How Does Local Storage Offer High Availability

scottalanmiller

I get what you are saying about reliability. I think we are talking about two different types of reliability. You are speaking of a single device reliability ( a single server). I am thinking of perceived reliability -- the reliability of the whole system.

I'm talking about both. The reliability of the components of a system are the factors that lead to the resulting system reliability.

I can built a system with high availability with a single server or with a cluster of them. The one requires the individual server to be highly reliable itself, the other requires that multiple servers be able to fail to one another. Two different approaches, each with their own challenges. One is not inherently better than the other.

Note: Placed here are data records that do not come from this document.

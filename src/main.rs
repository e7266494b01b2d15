// Copyright (c) 2025 Soumyadip Sarkar.
// All rights reserved.
//
// This source code is licensed under the license found in the
// LICENSE file in the root directory of this source tree.

use anyhow::Result;
use std::io;
use std::path::PathBuf;

use spendbot::{cli, commands, db, logging};

fn main() -> Result<()> {
    let matches = cli::build_cli().get_matches();

    let level = match matches.subcommand_name() {
        Some("chat") => "info",
        _ => "warn",
    };
    logging::init(level);

    if let Some(("parse", sub)) = matches.subcommand() {
        return commands::expenses::parse(sub, &mut io::stdout().lock());
    }

    let db_path = matches.get_one::<String>("db").map(PathBuf::from);
    let conn = db::open_or_init(db_path.as_deref())?;

    match matches.subcommand() {
        Some(("add", sub)) => {
            commands::expenses::add(&conn, sub)?;
        }
        Some(("last", sub)) => commands::expenses::last(&conn, sub, &mut io::stdout().lock())?,
        Some(("edit", sub)) => commands::expenses::edit(&conn, sub)?,
        Some(("rm", sub)) => commands::expenses::remove(&conn, sub)?,
        Some(("export", sub)) => commands::exporter::handle(&conn, sub)?,
        Some(("config", sub)) => commands::settings::handle(&conn, sub)?,
        Some(("chat", sub)) => commands::chat::handle(&conn, sub)?,
        _ => {
            cli::build_cli().print_help()?;
            println!();
        }
    }
    Ok(())
}
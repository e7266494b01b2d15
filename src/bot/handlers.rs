// Copyright (c) 2025 Soumyadip Sarkar.
// All rights reserved.
//
// This source code is licensed under the license found in the
// LICENSE file in the root directory of this source tree.

use anyhow::Result;
use chrono::{DateTime, FixedOffset, Offset, Utc};
use rusqlite::Connection;
use serde::Serialize;
use tracing::{info, warn};

use super::keyboards::{
    Callback, Keyboard, MAIN_MENU_BUTTON, edit_keyboard, last_rows_keyboard, main_keyboard,
    row_action_keyboard,
};
use super::session::{Session, SessionStore, UserId};
use crate::models::{ParsedExpense, SheetRow};
use crate::parser;
use crate::sheet::ExpenseSheet;
use crate::utils::{
    DEFAULT_LAST_ROWS, DEFAULT_UTC_OFFSET_HOURS, last_rows_limit, short_date, utc_offset,
};

const GREETING: &str = "👋 Привет! Я бот для учета расходов.\n\
    Просто отправь мне сумму и описание, например:\n\
    продукты 500 тбанк\n";

const MAIN_MENU: &str = "🏠 Главное меню\n\n\
    Просто отправь мне сумму и описание, например: продукты 500 тбанк.";

const ROW_NOT_FOUND: &str = "⚠️ Запись не найдена. Обновите список.";

#[derive(Debug, Clone, PartialEq, Eq, Serialize)]
pub struct Reply {
    pub text: String,
    pub keyboard: Keyboard,
}

impl Reply {
    fn text(text: impl Into<String>) -> Self {
        Self {
            text: text.into(),
            keyboard: Keyboard::None,
        }
    }

    fn with(text: impl Into<String>, keyboard: Keyboard) -> Self {
        Self {
            text: text.into(),
            keyboard,
        }
    }
}

#[derive(Debug, Clone, Copy)]
pub struct BotConfig {
    /// Offset applied to message timestamps before they are written.
    pub utc_offset: FixedOffset,
    /// How many rows `/last` shows.
    pub last_rows: usize,
}

impl Default for BotConfig {
    fn default() -> Self {
        Self {
            utc_offset: FixedOffset::east_opt(DEFAULT_UTC_OFFSET_HOURS * 3600)
                .unwrap_or_else(|| Utc.fix()),
            last_rows: DEFAULT_LAST_ROWS,
        }
    }
}

impl BotConfig {
    pub fn load(conn: &Connection) -> Result<Self> {
        Ok(Self {
            utc_offset: utc_offset(conn)?,
            last_rows: last_rows_limit(conn)?,
        })
    }
}

fn help_text(last_rows: usize) -> String {
    format!(
        "🤖 Справка по командам:\n\n\
         📝 Добавление расхода:\n\
         Просто напишите сообщение, например:\n\
         • продукты 500\n\
         • такси 300 сбер\n\
         • 30 usd подарок\n\n\
         🎛 Меню:\n\
         • {MAIN_MENU_BUTTON} — список последних {last_rows} записей с возможностью \
         редактирования и удаления.\n\n\
         🛠 Команды:\n\
         /start — Перезапуск и показ меню\n\
         /help — Эта справка\n\
         /last — Показать последние записи\n\
         /cancel — Отменить редактирование"
    )
}

fn row_line(r: &SheetRow) -> String {
    format!(
        "{} {} {} {} ({})",
        short_date(&r.date),
        r.amount,
        r.currency,
        r.source,
        r.description
    )
}

fn render_list(rows: &[SheetRow]) -> String {
    let mut msg = String::from("📋 Последние записи:\n\n");
    for (i, r) in rows.iter().enumerate() {
        msg.push_str(&format!("{}. {}\n", i + 1, row_line(r)));
    }
    msg
}

fn added_text(e: &ParsedExpense) -> String {
    format!(
        "✅ Добавлено: {} | {} {} | {}",
        e.description(),
        e.amount(),
        e.currency(),
        e.source()
    )
}

fn updated_text(row_number: usize, e: &ParsedExpense) -> String {
    format!(
        "✅ Обновлено (стр. {}):\n{} - {} {} - {}",
        row_number,
        e.description(),
        e.amount(),
        e.currency(),
        e.source()
    )
}

/// Transport-agnostic conversation handler: text and button presses in,
/// replies out. Sheet writes go through `S`.
pub struct Bot<S> {
    sheet: S,
    config: BotConfig,
    sessions: SessionStore,
}

impl<S: ExpenseSheet> Bot<S> {
    pub fn new(sheet: S, config: BotConfig) -> Self {
        Self {
            sheet,
            config,
            sessions: SessionStore::default(),
        }
    }

    pub fn sheet(&self) -> &S {
        &self.sheet
    }

    pub fn session(&self, user: UserId) -> Option<&Session> {
        self.sessions.get(user)
    }

    pub fn handle_message(&mut self, user: UserId, text: &str, at: DateTime<Utc>) -> Reply {
        let trimmed = text.trim();
        if trimmed == MAIN_MENU_BUTTON {
            return self.last(user);
        }
        if trimmed.starts_with('/') {
            return self.command(user, trimmed);
        }
        match self.sessions.editing_row(user) {
            Some(row) => self.apply_edit(user, row, text),
            None => self.add(text, at),
        }
    }

    pub fn handle_callback(&mut self, user: UserId, data: &str) -> Reply {
        let cb: Callback = match data.parse() {
            Ok(cb) => cb,
            Err(e) => {
                warn!(error = %e, "unknown callback");
                return Reply::text("⚠️ Неизвестное действие.");
            }
        };
        match cb {
            Callback::Home => {
                self.sessions.reset(user);
                Reply::text(MAIN_MENU)
            }
            Callback::BackToList => match self.fetch_rows(user) {
                Ok(rows) if rows.is_empty() => Reply::with("📋 Список пуст.", main_keyboard()),
                Ok(rows) => Reply::with(render_list(&rows), last_rows_keyboard(&rows)),
                Err(e) => Reply::text(format!("❌ Ошибка: {e}")),
            },
            Callback::SelectRow(row) => self.select(user, row),
            Callback::EditRow(row) => self.start_edit(user, row),
            Callback::DeleteRow(row) => self.delete(user, row),
        }
    }

    fn command(&mut self, user: UserId, cmd: &str) -> Reply {
        // "/last@bot args" -> "/last"
        let name = cmd
            .split_whitespace()
            .next()
            .unwrap_or(cmd)
            .split('@')
            .next()
            .unwrap_or(cmd);
        info!(command = name, "command received");
        match name {
            "/start" => Reply::with(GREETING, main_keyboard()),
            "/help" => Reply::text(help_text(self.config.last_rows)),
            "/last" => self.last(user),
            "/cancel" => {
                self.sessions.finish_editing(user);
                Reply::with("❌ Отменено.", main_keyboard())
            }
            _ => Reply::text("Неизвестная команда. /help — справка"),
        }
    }

    fn add(&mut self, text: &str, at: DateTime<Utc>) -> Reply {
        let expense = match parser::parse(text) {
            Ok(e) => e,
            Err(e) => {
                warn!(reason = %e, "parse failed");
                return Reply::text(format!("⚠️ {}", e.prompt()));
            }
        };
        let stamped = at.with_timezone(&self.config.utc_offset);
        match self.sheet.append_row(&expense, stamped) {
            Ok(_) => Reply::with(added_text(&expense), main_keyboard()),
            Err(e) => Reply::text(format!("❌ Системная ошибка: {e}")),
        }
    }

    fn apply_edit(&mut self, user: UserId, row: usize, text: &str) -> Reply {
        let expense = match parser::parse(text) {
            Ok(e) => e,
            Err(e) => {
                warn!(row, reason = %e, "parse failed while editing");
                return Reply::text(format!("⚠️ {}", e.prompt()));
            }
        };
        self.sessions.finish_editing(user);
        match self.sheet.update_row(row, &expense) {
            Ok(()) => {
                self.sessions.forget_rows(user);
                Reply::with(updated_text(row, &expense), main_keyboard())
            }
            Err(e) => Reply::text(format!("❌ Ошибка: {e}")),
        }
    }

    fn fetch_rows(&mut self, user: UserId) -> Result<Vec<SheetRow>> {
        let rows = self.sheet.last_rows(self.config.last_rows)?;
        self.sessions.cache_rows(user, rows.clone());
        Ok(rows)
    }

    fn last(&mut self, user: UserId) -> Reply {
        match self.fetch_rows(user) {
            Ok(rows) if rows.is_empty() => {
                info!("last rows requested, sheet is empty");
                Reply::with("📋 Список пуст.", main_keyboard())
            }
            Ok(rows) => {
                info!(count = rows.len(), "last rows shown");
                Reply::with(render_list(&rows), last_rows_keyboard(&rows))
            }
            Err(e) => Reply::text(format!("❌ Ошибка получения данных: {e}")),
        }
    }

    /// Row from the last rendered list, falling back to a fresh fetch.
    fn lookup(&mut self, user: UserId, row: usize) -> Result<Option<SheetRow>> {
        if self.sessions.cached_rows(user).is_empty() {
            self.fetch_rows(user)?;
        }
        Ok(self
            .sessions
            .cached_rows(user)
            .iter()
            .find(|r| r.row_number == row)
            .cloned())
    }

    fn select(&mut self, user: UserId, row: usize) -> Reply {
        match self.lookup(user, row) {
            Ok(Some(r)) => Reply::with(
                format!(
                    "🔍 Детали записи (стр. {}):\n\n{}\n\nИсходный текст: {}",
                    row,
                    row_line(&r),
                    r.description
                ),
                row_action_keyboard(row),
            ),
            Ok(None) => Reply::text(ROW_NOT_FOUND),
            Err(e) => Reply::text(format!("❌ Ошибка: {e}")),
        }
    }

    fn start_edit(&mut self, user: UserId, row: usize) -> Reply {
        let original = match self.lookup(user, row) {
            Ok(Some(r)) => r.description,
            Ok(None) => return Reply::text(ROW_NOT_FOUND),
            Err(e) => return Reply::text(format!("❌ Ошибка: {e}")),
        };
        self.sessions.start_editing(user, row);
        Reply::with(
            format!(
                "✏️ Редактирование строки {}\n\nИсходный текст: {}\n\n\
                 Отправьте новый текст записи:",
                row, original
            ),
            edit_keyboard(row),
        )
    }

    fn delete(&mut self, user: UserId, row: usize) -> Reply {
        match self.sheet.delete_row(row) {
            Ok(()) => {
                // later rows shifted up; cached and pending row numbers are stale
                self.sessions.forget_rows(user);
                self.sessions.finish_editing(user);
                Reply::text("✅ Запись удалена.")
            }
            Err(e) => Reply::text(format!("❌ Ошибка удаления: {e}")),
        }
    }
}
// Copyright (c) 2025 Soumyadip Sarkar.
// All rights reserved.
//
// This source code is licensed under the license found in the
// LICENSE file in the root directory of this source tree.

use tracing::{error, info};
use tracing_subscriber::EnvFilter;

use crate::models::ParsedExpense;

pub const LOG_ENV: &str = "SPENDBOT_LOG";

/// Install the stderr subscriber. `SPENDBOT_LOG` overrides `default_level`.
/// Calling it twice is harmless.
pub fn init(default_level: &str) {
    let filter =
        EnvFilter::try_from_env(LOG_ENV).unwrap_or_else(|_| EnvFilter::new(default_level));
    let _ = tracing_subscriber::fmt()
        .with_env_filter(filter)
        .with_writer(std::io::stderr)
        .with_target(true)
        .try_init();
}

/// Structured record of a row mutation. Only amount, currency and source are
/// logged, never the message text.
pub fn log_expense_action(action: &str, row: usize, expense: &ParsedExpense) {
    info!(
        action,
        row,
        amount = expense.amount(),
        currency = %expense.currency(),
        source = %expense.source(),
        "expense action executed"
    );
}

/// `row` is `None` for appends, which fail before a row exists.
pub fn log_action_failure(action: &str, row: Option<usize>, err: &anyhow::Error) {
    error!(action, row, error = %err, "expense action failed");
}
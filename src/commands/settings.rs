// Copyright (c) 2025 Soumyadip Sarkar.
// All rights reserved.
//
// This source code is licensed under the license found in the
// LICENSE file in the root directory of this source tree.

use crate::utils::{all_settings, pretty_table, set_setting};
use anyhow::{Context, Result};
use rusqlite::Connection;

pub fn handle(conn: &Connection, m: &clap::ArgMatches) -> Result<()> {
    match m.subcommand() {
        Some(("set", sub)) => {
            let key = sub.get_one::<String>("key").context("key missing")?;
            let value = sub.get_one::<String>("value").context("value missing")?;
            set_setting(conn, key, value)?;
            println!("Set {} = {}", key.trim(), value.trim());
        }
        _ => {
            let rows = all_settings(conn)?
                .into_iter()
                .map(|(k, v)| vec![k, v])
                .collect();
            println!("{}", pretty_table(&["Key", "Value"], rows));
        }
    }
    Ok(())
}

The problems arise when people start to assume that servers have a fixed reliability and therefore lead to a relatively fixed system reliability. But this isn't remotely true. An HP MSA has a very high single device failure rate while an Oracle M5000 or IBM z/90 have insanely low failure rates. I'll take a single M5000 over a cluster of cheap crappy servers any day.

scottalanmiller

@dafyre said:

But see, you are going for device reliability, I'm not arguing that. I agree that here, having redundancy does nothing to help the reliability of the individual devices.

No, I'm not. I'm talking about the system. Redundancy is never the goal. Never. The final goal is always system reliability. That system reliability might be achieved through highly reliability individual devices (the brick) or failover of less reliability redundant devices (marshmallows.)

I'm always talking about the resulting system reliability.

dafyre

@scottalanmiller said:

@dafyre said:

In case of using individual drives, RAID 0 is not redundant at all. Because the other drives are necessary for the RAID 0 to function. In the case of a single disk failure, RAID 0 becomes lost data.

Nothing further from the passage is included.